Interrogé au sujet de cette réaction pour le moins tiède, M. Tebboune avait indiqué: “Je ne lui répondrai pas (…) moi j’ai été élu par le peuple algérien et je ne reconnais que le peuple algérien”.
Face à la crise politique inédite en Algérie, la France, liée par une relation étroite et tumultueuse avec son ancienne colonie, est restée jusqu’ici très prudente.
M. Tebboune est un ex-fidèle du président déchu Abdelaziz Bouteflika, contraint en avril par le Hirak à la démission après 20 ans à la tête de l’Etat. Il fut son ministre et, durant trois mois en 2017, son Premier ministre.
Le Hirak est né en réaction à la volonté du président Bouteflika – appuyée par l’ensemble de son camp – de briguer un 5e mandat présidentiel malgré les graves séquelles d’un AVC qui l’a laissé largement paralysé et aphasique.
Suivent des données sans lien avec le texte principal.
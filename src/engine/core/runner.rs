// Running ffmpeg. The pipeline only talks to the `Transcoder` trait so
// tests can script exit codes, stderr and output sizes.

use super::error::Result;
use super::ffmpeg_cmd::CommandSpec;
use super::log::write_debug_log;
use super::types::PassProgress;
use std::io::{BufRead, BufReader};
use std::path::PathBuf;
use std::process::{ExitStatus, Stdio};
use tracing::{debug, warn};

/// What a finished child process left behind
#[derive(Debug, Clone, Default, PartialEq, Eq)]
pub struct RunOutput {
    pub success: bool,
    /// Human-readable exit status, e.g. `exit status: 1`
    pub status: String,
    pub stdout: String,
    pub stderr: String,
}

impl RunOutput {
    fn from_status(status: ExitStatus, stdout: String, stderr: String) -> Self {
        Self {
            success: status.success(),
            status: status.to_string(),
            stdout,
            stderr,
        }
    }

    /// stdout followed by stderr, for scanners that don't care which
    pub fn combined(&self) -> String {
        format!("{}\n{}", self.stdout, self.stderr)
    }
}

/// Executes transcoding commands.
///
/// A non-zero exit is reported through [`RunOutput::success`], not as `Err`;
/// `Err` means the process couldn't be run at all.
pub trait Transcoder {
    /// Run to completion, capturing stdout and stderr
    fn run(&self, cmd: &CommandSpec) -> Result<RunOutput>;

    /// Run a long encode, reporting `-progress` lines as they arrive.
    ///
    /// The default just calls [`Transcoder::run`] and never reports progress.
    fn run_with_progress(
        &self,
        cmd: &CommandSpec,
        _on_progress: &mut dyn FnMut(&PassProgress),
    ) -> Result<RunOutput> {
        self.run(cmd)
    }
}

/// Runs the real ffmpeg binary
#[derive(Debug, Clone, Copy, Default)]
pub struct FfmpegRunner;

impl FfmpegRunner {
    pub fn new() -> Self {
        Self
    }
}

/// Wraps another transcoder and appends every command, and the stderr of
/// every failure, to a debug transcript
pub struct LoggedTranscoder<'a> {
    inner: &'a dyn Transcoder,
    log_path: PathBuf,
}

impl<'a> LoggedTranscoder<'a> {
    pub fn new(inner: &'a dyn Transcoder, log_path: PathBuf) -> Self {
        Self { inner, log_path }
    }

    /// A transcript that can't be written never fails the encode
    fn log(&self, message: &str) {
        if let Err(e) = write_debug_log(&self.log_path, message) {
            warn!(error = %e, path = %self.log_path.display(), "could not append to debug transcript");
        }
    }

    fn log_result(&self, output: &RunOutput) {
        if !output.success {
            self.log(&format!("{}\n{}", output.status, output.stderr.trim_end()));
        }
    }
}

impl Transcoder for LoggedTranscoder<'_> {
    fn run(&self, cmd: &CommandSpec) -> Result<RunOutput> {
        self.log(&cmd.to_string());
        let output = self.inner.run(cmd)?;
        self.log_result(&output);
        Ok(output)
    }

    fn run_with_progress(
        &self,
        cmd: &CommandSpec,
        on_progress: &mut dyn FnMut(&PassProgress),
    ) -> Result<RunOutput> {
        self.log(&cmd.to_string());
        let output = self.inner.run_with_progress(cmd, on_progress)?;
        self.log_result(&output);
        Ok(output)
    }
}

impl Transcoder for FfmpegRunner {
    fn run(&self, cmd: &CommandSpec) -> Result<RunOutput> {
        debug!(command = %cmd, "running");

        let output = cmd.to_command().stdin(Stdio::null()).output()?;
        Ok(RunOutput::from_status(
            output.status,
            String::from_utf8_lossy(&output.stdout).into_owned(),
            String::from_utf8_lossy(&output.stderr).into_owned(),
        ))
    }

    fn run_with_progress(
        &self,
        cmd: &CommandSpec,
        on_progress: &mut dyn FnMut(&PassProgress),
    ) -> Result<RunOutput> {
        debug!(command = %cmd, "running with progress");

        let mut command = cmd.to_command();
        command.stdin(Stdio::null());
        command.stdout(Stdio::piped());
        command.stderr(Stdio::piped());

        let mut child = command.spawn()?;

        // Drain stderr on its own thread so a chatty encoder can't stall on a
        // full pipe while we read progress from stdout
        let stderr = child.stderr.take();
        let stderr_thread = std::thread::spawn(move || {
            let mut stderr_output = String::new();
            if let Some(stderr) = stderr {
                let reader = BufReader::new(stderr);
                for line in reader.lines().map_while(std::result::Result::ok) {
                    stderr_output.push_str(&line);
                    stderr_output.push('\n');
                }
            }
            stderr_output
        });

        let mut stdout_output = String::new();
        let mut progress = PassProgress::new();
        if let Some(stdout) = child.stdout.take() {
            let reader = BufReader::new(stdout);
            for line in reader.lines().map_while(std::result::Result::ok) {
                progress.feed(&line);
                on_progress(&progress);
                stdout_output.push_str(&line);
                stdout_output.push('\n');
            }
        }

        let status = child.wait()?;
        let stderr_output = stderr_thread
            .join()
            .unwrap_or_else(|_| "Failed to capture stderr".to_string());

        Ok(RunOutput::from_status(status, stdout_output, stderr_output))
    }
}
“La marche va se poursuivre”
La contestation réclame, après la démission de M. Bouteflika, le démantèlement de l’ensemble du “système” au pouvoir depuis l’indépendance du pays en 1962 et son remplacement par des institutions de transition. Elle refusait qu’il organise le moindre scrutin, vu comme un moyen pour lui de se régénérer.
Aux cris de “les élections sont truquées, il n’y a pas de légitimité, la marche va se poursuivre”, des manifestants ont défilé par milliers mardi dans le centre d’Alger, affimant “Tebboune, nous allons t‘écarter d’El Mouradia”, le Palais présidentiel.
De nombreuses pancartes affichaient leur rejet de son offre d’un “dialogue” pour “une Algérie nouvelle”. M. Tebboune a notamment promis d’“amender la Constitution” et de soumettre le nouveau texte à référendum.
“La révision de la Constitution doit avoir lieu avec un président légitime”, pouvait-on lire mardi sur une des pancartes dans la manifestation.
Moins de 40% des électeurs (39,88%) se sont rendus aux urnes, la participation la plus faible de toutes les élections présidentielles pluralistes en Algérie, et le “Hirak” —comme plusieurs analystes— assure en outre que le chiffre est gonflé.
Des associations ont également dénoncé mardi l’usage par la police, la veille et le jour du scrutin, de balles en caoutchouc contre des manifestants pacifiques, indiquant avoir recensé une dizaine de personnes blessés à l’oeil, certaines grièvement.